## REQUIRED ACTION
Take the data below. Output it exactly from its first line through the line containing "let slot = Self::new();".

## THE RECORDS
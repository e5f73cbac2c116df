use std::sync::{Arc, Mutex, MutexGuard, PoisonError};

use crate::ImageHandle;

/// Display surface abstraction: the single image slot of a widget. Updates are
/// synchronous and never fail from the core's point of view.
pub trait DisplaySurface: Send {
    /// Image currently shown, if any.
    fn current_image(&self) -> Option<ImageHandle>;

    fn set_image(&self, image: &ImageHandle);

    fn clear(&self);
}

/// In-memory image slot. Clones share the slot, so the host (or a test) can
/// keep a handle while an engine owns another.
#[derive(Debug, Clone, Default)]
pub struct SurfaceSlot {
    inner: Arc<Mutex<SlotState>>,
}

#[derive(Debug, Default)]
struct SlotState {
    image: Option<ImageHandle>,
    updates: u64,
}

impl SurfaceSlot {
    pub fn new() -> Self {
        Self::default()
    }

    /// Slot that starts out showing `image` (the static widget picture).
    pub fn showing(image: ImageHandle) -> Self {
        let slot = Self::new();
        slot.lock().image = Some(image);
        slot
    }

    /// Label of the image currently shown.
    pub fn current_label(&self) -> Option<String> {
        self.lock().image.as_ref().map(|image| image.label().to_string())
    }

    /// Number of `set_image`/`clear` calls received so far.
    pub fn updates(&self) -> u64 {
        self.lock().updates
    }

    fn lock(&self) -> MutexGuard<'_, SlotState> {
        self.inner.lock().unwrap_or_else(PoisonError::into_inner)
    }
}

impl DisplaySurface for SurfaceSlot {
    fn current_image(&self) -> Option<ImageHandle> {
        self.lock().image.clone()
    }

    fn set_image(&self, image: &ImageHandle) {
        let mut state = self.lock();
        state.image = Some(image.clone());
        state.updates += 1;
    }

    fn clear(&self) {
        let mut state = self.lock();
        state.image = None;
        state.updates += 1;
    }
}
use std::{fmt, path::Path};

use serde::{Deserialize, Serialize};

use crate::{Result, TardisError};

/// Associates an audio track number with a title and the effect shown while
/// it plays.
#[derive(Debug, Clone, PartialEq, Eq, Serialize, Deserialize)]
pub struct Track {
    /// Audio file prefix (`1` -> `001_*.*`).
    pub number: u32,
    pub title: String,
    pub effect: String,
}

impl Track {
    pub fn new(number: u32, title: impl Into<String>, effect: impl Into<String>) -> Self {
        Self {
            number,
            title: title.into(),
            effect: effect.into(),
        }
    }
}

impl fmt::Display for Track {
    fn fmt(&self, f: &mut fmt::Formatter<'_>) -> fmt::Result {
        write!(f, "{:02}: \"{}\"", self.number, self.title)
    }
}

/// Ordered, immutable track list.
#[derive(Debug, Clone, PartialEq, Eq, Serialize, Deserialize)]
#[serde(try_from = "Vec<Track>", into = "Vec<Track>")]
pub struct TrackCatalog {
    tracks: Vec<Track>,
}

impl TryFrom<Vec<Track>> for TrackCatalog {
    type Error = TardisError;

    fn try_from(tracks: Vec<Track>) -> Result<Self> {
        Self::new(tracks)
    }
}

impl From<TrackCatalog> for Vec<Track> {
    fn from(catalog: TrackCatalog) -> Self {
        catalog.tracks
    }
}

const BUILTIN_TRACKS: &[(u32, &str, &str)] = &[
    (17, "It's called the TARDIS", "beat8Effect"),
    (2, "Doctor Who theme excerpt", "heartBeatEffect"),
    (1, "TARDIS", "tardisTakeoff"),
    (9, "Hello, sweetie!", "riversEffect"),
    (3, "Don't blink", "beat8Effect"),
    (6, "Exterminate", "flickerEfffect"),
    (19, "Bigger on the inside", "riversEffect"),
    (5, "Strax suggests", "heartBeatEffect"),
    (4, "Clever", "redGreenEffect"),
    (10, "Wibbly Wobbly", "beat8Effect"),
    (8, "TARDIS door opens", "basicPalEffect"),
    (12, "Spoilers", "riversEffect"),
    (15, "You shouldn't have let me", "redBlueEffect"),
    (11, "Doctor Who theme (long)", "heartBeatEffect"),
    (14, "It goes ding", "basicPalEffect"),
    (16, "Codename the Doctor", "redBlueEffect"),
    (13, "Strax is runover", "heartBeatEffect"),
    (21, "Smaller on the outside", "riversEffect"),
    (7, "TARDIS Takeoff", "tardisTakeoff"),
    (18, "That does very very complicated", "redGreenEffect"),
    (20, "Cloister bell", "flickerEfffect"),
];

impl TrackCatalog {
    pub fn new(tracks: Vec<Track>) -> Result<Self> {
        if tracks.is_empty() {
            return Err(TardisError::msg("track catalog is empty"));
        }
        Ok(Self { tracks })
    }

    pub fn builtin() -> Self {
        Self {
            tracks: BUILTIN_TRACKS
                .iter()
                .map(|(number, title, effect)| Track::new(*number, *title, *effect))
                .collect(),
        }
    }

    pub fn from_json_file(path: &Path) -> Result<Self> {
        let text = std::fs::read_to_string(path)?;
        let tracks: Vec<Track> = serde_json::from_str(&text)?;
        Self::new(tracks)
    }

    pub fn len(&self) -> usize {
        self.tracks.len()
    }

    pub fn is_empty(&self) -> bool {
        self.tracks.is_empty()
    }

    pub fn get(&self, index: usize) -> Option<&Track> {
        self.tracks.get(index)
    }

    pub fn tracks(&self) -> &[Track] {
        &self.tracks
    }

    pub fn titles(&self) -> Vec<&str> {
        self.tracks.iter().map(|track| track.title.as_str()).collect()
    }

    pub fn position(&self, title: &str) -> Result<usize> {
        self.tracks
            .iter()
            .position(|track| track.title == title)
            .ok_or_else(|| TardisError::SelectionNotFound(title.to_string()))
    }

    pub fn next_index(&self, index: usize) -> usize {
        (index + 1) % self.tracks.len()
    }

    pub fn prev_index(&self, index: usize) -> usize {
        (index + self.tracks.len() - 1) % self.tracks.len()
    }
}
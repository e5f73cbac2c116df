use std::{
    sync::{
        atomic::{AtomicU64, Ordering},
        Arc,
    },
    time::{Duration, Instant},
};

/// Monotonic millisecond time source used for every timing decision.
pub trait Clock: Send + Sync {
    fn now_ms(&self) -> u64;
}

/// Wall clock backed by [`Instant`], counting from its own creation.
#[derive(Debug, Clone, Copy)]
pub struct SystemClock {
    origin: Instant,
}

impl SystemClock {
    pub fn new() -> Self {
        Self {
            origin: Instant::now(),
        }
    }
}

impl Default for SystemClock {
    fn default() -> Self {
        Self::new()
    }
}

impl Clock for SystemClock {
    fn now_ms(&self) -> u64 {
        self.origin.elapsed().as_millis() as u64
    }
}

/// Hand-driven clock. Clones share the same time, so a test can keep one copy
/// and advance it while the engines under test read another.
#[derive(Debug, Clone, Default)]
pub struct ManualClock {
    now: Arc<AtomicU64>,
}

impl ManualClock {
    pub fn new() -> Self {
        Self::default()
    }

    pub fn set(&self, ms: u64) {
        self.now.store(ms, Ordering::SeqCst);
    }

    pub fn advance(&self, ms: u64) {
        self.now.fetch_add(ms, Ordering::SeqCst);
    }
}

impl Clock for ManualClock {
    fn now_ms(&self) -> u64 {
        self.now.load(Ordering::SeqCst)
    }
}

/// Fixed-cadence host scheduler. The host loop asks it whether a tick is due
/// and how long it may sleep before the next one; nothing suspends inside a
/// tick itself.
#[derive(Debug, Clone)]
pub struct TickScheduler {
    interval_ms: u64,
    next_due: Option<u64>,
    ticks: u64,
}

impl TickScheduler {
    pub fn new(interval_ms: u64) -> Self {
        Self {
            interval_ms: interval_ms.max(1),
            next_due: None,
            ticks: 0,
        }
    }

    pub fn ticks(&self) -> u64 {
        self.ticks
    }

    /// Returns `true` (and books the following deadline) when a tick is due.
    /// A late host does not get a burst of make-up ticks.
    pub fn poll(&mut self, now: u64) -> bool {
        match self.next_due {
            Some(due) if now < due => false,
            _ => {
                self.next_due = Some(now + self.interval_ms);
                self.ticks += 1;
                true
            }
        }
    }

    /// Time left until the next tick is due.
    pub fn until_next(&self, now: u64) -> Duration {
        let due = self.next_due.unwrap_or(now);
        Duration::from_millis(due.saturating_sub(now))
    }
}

## RESULT BELOW
repository e5f73cbac2c116df
use std::sync::{Arc, Mutex, MutexGuard, PoisonError};

use crate::ImageHandle;

/// Display surface abstraction: the single image slot of a widget. Updates are
/// synchronous and never fail from the core's point of view.
pub trait DisplaySurface: Send {
    /// Image currently shown, if any.
    fn current_image(&self) -> Option<ImageHandle>;

    fn set_image(&self, image: &ImageHandle);

    fn clear(&self);
}

/// In-memory image slot. Clones share the slot, so the host (or a test) can
/// keep a handle while an engine owns another.
#[derive(Debug, Clone, Default)]
pub struct SurfaceSlot {
    inner: Arc<Mutex<SlotState>>,
}

#[derive(Debug, Default)]
struct SlotState {
    image: Option<ImageHandle>,
    updates: u64,
}

impl SurfaceSlot {
    pub fn new() -> Self {
        Self::default()
    }

    /// Slot that starts out showing `image` (the static widget picture).
    pub fn showing(image: ImageHandle) -> Self {
        let slot = Self::new();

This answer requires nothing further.